▶ [Task prompt]:
Across the entries below, work out how many lines contain "stage". Respond with the number and no other text.

##### Data to use #####

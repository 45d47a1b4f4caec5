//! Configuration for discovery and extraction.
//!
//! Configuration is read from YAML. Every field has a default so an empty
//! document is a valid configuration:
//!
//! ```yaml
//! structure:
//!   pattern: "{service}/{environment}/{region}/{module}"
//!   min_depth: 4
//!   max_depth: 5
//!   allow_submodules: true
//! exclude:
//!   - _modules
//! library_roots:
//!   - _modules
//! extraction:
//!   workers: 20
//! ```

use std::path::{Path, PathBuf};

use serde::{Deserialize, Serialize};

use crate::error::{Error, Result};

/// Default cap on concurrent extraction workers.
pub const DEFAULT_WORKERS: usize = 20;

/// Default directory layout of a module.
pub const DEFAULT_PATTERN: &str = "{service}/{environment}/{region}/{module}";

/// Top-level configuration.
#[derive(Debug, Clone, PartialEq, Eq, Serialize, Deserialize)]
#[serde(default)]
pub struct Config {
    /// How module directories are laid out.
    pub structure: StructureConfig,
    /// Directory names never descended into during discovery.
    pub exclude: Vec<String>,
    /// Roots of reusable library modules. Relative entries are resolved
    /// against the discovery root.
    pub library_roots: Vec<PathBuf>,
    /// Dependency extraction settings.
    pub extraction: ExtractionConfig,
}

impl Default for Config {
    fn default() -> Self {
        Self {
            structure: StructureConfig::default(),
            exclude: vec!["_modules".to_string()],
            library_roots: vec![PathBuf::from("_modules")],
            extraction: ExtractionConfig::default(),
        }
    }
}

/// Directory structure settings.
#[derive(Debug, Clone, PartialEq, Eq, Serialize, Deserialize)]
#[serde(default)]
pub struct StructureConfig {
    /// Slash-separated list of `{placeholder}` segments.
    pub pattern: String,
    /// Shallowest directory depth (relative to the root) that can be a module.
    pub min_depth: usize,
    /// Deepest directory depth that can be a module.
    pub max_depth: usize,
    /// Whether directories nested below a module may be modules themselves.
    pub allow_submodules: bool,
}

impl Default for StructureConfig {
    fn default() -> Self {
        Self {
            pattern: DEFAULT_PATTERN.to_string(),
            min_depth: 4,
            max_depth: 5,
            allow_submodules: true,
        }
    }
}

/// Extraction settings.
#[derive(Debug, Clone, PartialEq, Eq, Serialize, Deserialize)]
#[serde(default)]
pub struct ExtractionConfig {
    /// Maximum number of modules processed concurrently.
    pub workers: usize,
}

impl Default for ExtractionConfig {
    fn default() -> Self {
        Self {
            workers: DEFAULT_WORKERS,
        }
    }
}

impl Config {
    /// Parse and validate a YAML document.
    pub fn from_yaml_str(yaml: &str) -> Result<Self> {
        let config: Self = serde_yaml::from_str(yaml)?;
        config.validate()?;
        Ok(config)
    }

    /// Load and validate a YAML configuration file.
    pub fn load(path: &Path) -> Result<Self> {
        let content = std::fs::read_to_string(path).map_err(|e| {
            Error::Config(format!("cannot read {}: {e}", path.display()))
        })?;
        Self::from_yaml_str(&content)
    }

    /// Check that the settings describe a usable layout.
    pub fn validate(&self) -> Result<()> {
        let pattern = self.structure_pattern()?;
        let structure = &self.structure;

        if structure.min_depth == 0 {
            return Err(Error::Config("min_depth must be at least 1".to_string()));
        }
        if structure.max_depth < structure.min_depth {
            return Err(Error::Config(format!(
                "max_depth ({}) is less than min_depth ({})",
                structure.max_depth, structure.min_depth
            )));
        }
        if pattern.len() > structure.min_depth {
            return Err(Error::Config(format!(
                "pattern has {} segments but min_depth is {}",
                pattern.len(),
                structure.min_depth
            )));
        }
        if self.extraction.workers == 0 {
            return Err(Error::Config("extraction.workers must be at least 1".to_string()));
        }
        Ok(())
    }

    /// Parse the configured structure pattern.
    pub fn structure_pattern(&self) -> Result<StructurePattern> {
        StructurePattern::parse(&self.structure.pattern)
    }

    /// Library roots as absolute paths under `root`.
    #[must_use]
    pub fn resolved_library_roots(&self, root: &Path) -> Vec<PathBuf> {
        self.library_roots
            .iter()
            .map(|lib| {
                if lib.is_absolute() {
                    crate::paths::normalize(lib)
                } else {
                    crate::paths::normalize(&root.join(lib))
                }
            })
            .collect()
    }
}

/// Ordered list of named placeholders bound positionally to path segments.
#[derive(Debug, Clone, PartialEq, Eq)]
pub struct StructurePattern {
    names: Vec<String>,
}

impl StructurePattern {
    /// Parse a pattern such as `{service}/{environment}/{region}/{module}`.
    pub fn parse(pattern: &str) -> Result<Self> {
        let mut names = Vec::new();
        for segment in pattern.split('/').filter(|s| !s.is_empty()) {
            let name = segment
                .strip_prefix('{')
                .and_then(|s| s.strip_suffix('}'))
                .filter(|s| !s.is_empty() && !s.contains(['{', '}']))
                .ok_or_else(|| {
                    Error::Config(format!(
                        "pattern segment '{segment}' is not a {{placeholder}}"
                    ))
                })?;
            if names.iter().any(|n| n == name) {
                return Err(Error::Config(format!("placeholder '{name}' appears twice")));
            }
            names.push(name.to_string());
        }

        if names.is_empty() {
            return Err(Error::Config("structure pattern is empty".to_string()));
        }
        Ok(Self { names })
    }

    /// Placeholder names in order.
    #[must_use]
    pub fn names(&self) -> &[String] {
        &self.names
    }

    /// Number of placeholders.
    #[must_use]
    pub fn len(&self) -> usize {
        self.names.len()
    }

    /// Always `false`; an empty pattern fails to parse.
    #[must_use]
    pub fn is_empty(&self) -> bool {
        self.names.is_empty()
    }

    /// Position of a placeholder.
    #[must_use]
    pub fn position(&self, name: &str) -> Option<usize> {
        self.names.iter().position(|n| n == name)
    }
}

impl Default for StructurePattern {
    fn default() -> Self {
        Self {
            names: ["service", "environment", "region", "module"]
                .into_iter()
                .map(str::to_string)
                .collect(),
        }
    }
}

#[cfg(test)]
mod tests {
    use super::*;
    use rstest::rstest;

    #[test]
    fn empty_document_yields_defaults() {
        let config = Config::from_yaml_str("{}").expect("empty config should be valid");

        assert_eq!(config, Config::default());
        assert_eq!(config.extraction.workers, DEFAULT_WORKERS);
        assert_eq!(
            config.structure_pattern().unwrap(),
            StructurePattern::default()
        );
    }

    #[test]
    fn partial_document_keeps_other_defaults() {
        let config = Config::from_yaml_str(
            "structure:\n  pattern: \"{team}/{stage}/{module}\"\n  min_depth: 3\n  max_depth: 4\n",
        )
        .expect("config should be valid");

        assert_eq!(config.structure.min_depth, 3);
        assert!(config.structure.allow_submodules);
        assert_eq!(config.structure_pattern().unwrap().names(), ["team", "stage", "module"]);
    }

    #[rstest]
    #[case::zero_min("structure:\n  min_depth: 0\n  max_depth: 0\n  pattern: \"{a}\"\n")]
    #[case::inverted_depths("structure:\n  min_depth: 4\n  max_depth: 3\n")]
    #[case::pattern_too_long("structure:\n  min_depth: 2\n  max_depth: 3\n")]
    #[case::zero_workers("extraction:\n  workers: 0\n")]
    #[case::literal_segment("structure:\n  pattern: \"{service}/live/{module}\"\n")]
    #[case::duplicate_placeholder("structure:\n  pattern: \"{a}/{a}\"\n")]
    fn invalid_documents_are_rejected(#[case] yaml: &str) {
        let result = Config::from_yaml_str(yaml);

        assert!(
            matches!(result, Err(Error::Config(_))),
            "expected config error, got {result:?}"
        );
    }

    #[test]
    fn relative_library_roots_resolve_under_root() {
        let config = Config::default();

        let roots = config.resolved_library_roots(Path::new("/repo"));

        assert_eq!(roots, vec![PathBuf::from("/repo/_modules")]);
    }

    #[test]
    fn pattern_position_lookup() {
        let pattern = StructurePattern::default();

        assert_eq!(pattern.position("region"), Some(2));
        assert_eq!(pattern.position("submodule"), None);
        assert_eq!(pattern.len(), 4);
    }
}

#####
##### Data to use #####

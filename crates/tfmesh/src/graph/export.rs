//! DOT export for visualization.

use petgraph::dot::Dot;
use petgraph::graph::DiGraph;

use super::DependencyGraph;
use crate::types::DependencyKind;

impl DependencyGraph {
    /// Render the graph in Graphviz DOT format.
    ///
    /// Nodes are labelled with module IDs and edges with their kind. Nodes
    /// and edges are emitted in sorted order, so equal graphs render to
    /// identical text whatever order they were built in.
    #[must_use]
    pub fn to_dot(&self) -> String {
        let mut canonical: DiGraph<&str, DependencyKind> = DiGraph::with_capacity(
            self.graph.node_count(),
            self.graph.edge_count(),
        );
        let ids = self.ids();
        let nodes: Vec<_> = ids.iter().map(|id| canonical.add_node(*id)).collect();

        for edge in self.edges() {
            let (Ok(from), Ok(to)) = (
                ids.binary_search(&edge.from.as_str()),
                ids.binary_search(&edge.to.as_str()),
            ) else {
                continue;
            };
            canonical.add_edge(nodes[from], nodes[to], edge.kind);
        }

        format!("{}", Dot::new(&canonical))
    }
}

#####
##### Data to use #####

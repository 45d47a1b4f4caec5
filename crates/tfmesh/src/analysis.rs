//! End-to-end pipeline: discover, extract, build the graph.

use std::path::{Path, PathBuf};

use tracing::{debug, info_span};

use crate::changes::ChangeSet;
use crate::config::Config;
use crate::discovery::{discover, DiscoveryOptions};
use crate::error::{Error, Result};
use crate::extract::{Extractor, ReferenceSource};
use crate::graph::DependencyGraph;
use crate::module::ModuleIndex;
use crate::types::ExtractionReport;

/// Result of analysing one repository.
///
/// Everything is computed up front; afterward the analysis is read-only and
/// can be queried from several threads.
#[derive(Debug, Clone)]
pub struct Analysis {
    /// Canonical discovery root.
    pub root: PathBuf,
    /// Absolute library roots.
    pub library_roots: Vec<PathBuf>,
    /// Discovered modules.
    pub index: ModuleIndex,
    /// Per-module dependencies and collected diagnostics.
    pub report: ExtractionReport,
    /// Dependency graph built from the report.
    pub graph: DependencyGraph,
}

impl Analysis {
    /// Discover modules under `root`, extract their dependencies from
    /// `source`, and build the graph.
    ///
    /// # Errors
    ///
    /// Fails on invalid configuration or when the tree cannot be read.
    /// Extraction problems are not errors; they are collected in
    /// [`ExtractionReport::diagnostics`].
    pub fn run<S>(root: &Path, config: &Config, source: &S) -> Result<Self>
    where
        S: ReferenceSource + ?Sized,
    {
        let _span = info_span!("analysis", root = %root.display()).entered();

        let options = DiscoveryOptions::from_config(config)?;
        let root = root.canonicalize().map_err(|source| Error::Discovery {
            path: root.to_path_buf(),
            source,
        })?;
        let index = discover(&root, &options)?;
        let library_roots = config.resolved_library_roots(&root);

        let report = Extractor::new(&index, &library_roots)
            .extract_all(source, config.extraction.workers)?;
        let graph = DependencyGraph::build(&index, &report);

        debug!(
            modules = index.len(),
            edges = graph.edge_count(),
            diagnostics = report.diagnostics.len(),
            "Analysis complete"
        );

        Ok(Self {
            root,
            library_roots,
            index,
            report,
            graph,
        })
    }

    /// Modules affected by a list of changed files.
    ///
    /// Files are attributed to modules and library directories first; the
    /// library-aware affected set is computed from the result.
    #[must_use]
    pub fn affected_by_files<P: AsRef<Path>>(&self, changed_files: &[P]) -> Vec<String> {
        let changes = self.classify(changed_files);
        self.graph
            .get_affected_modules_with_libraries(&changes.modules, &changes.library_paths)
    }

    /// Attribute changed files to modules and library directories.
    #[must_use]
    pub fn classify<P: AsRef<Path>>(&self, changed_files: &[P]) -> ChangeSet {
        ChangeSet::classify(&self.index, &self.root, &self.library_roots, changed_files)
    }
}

#####

▶ [Solution for this task]:
2